■ Problem to work on: For each line below that holds "fingerprint", return the line as it stands.

■ Data in this exercise:
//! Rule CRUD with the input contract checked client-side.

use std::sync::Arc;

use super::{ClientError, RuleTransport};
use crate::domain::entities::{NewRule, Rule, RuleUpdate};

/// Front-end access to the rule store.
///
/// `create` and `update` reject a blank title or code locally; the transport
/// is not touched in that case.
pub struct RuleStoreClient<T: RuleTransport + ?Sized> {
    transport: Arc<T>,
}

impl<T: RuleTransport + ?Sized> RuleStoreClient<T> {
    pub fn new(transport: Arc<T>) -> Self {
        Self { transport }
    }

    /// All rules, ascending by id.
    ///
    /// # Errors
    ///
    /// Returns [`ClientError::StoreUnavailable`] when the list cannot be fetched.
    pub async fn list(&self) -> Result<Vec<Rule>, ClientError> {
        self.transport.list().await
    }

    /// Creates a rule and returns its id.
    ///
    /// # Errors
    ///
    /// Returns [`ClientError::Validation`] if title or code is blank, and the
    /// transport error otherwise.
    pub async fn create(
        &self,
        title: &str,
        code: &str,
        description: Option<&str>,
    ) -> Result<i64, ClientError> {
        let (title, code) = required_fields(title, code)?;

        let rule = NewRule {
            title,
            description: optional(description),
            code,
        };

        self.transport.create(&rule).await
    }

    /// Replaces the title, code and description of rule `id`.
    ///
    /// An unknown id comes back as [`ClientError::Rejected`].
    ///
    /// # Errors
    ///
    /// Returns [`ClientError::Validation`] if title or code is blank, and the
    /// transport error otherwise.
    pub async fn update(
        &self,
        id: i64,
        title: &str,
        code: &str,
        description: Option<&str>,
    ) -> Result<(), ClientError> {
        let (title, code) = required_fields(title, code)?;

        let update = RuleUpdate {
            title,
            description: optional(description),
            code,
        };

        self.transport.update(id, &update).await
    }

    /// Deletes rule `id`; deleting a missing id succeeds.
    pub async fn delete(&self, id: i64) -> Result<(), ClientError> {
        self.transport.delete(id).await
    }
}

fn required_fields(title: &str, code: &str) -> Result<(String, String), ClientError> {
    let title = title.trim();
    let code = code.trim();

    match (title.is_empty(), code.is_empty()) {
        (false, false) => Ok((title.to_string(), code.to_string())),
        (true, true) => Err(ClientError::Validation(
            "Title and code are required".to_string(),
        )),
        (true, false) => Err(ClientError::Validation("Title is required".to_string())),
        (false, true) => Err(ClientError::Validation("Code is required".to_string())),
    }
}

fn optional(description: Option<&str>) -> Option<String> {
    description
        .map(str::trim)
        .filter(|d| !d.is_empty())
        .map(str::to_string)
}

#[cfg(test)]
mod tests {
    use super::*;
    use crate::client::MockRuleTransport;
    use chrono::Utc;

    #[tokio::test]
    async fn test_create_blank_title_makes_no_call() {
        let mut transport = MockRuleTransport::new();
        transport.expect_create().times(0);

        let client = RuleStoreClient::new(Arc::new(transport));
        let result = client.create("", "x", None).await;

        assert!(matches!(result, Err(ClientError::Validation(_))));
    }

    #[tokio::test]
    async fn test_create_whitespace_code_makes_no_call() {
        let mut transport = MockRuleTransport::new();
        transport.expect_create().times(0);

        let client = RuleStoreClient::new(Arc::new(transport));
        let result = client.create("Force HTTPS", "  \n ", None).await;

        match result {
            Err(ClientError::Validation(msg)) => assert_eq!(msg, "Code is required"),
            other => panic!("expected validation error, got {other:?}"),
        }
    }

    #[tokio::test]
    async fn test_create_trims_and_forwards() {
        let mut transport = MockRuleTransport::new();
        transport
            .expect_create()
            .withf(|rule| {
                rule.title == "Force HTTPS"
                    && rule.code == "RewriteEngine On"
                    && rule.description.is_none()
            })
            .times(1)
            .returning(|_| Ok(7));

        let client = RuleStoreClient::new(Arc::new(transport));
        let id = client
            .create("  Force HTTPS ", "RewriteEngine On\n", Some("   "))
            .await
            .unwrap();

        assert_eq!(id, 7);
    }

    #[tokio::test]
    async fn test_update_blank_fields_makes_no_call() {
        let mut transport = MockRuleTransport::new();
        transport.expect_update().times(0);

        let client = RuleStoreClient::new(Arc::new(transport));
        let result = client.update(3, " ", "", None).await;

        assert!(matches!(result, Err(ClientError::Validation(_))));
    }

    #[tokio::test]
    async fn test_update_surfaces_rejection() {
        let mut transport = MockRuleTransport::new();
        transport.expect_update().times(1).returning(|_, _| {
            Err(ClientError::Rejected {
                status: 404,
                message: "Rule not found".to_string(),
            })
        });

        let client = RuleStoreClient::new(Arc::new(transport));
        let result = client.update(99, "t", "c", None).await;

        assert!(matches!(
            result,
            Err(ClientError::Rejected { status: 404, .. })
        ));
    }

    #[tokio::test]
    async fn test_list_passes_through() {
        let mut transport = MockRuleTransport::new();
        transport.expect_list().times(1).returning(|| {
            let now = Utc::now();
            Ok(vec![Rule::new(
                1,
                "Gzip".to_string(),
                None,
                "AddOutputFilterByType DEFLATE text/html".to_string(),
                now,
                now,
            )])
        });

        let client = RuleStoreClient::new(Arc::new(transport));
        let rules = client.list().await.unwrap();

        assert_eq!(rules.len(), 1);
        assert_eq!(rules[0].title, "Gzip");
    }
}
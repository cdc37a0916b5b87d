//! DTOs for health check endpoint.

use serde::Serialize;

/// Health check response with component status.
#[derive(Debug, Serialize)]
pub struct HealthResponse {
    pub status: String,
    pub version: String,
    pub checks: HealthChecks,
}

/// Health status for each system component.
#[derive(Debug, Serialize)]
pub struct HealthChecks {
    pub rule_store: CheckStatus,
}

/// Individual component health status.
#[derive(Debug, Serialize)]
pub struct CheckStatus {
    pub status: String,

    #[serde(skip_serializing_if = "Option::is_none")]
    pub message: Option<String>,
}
---
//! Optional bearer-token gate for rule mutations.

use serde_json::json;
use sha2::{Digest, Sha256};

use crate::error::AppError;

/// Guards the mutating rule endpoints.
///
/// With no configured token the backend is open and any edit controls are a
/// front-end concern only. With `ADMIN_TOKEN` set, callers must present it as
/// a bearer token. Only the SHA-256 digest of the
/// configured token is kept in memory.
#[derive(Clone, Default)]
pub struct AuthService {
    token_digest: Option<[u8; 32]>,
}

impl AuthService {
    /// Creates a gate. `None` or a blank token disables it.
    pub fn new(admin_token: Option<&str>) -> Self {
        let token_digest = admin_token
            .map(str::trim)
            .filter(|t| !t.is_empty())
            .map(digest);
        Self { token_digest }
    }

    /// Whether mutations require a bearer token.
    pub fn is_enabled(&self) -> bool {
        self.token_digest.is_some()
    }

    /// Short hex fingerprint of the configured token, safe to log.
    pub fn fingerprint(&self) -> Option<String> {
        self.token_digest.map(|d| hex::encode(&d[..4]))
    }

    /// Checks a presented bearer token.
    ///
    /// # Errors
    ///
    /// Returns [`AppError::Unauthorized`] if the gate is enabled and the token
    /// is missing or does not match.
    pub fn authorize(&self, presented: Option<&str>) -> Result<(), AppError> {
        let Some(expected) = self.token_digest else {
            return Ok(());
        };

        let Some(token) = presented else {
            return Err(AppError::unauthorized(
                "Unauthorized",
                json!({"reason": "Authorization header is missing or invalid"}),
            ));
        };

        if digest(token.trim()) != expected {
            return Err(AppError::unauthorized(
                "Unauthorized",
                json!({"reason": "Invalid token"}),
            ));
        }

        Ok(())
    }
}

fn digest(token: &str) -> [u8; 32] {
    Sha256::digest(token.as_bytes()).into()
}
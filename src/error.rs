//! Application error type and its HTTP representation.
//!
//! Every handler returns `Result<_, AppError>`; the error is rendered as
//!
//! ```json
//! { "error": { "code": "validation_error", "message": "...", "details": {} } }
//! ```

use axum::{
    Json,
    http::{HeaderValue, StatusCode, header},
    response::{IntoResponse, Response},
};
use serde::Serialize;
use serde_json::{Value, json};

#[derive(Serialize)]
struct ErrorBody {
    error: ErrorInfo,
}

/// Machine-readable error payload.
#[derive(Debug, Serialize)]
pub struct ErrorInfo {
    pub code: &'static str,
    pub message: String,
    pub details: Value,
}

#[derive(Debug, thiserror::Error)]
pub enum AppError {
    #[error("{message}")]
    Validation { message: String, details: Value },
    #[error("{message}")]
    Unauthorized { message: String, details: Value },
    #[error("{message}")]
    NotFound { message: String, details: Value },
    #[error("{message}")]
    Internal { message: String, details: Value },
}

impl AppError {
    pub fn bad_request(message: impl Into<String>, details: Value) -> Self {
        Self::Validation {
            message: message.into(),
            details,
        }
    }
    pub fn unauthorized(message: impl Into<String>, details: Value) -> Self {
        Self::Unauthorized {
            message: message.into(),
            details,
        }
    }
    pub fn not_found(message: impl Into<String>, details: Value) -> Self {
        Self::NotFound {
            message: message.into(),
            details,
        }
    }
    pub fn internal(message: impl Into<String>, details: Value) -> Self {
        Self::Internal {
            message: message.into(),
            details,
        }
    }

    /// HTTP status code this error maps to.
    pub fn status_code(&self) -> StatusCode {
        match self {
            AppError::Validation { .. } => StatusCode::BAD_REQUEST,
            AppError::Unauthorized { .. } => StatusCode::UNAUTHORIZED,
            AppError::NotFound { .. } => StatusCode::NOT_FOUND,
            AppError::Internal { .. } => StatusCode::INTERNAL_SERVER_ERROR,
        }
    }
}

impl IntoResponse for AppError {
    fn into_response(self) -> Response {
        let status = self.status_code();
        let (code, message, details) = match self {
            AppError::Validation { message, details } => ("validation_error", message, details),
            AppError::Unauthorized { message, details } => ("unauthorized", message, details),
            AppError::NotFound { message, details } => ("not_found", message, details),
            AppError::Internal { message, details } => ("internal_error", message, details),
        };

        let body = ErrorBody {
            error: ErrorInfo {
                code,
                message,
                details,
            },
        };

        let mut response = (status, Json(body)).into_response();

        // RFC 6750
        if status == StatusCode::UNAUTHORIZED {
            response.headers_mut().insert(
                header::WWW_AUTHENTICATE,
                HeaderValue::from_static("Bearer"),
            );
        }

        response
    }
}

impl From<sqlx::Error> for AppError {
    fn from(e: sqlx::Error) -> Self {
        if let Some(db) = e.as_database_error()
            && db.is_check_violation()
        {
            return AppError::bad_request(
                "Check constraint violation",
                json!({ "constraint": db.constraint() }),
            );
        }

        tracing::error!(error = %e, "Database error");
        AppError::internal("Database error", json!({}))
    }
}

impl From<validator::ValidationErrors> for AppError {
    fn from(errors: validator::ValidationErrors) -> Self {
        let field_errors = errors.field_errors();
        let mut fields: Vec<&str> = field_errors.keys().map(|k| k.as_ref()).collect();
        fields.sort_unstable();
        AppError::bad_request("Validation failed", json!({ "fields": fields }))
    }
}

■ Exercise response:
    /// Short hex fingerprint of the configured token, safe to log.
    pub fn fingerprint(&self) -> Option<String> {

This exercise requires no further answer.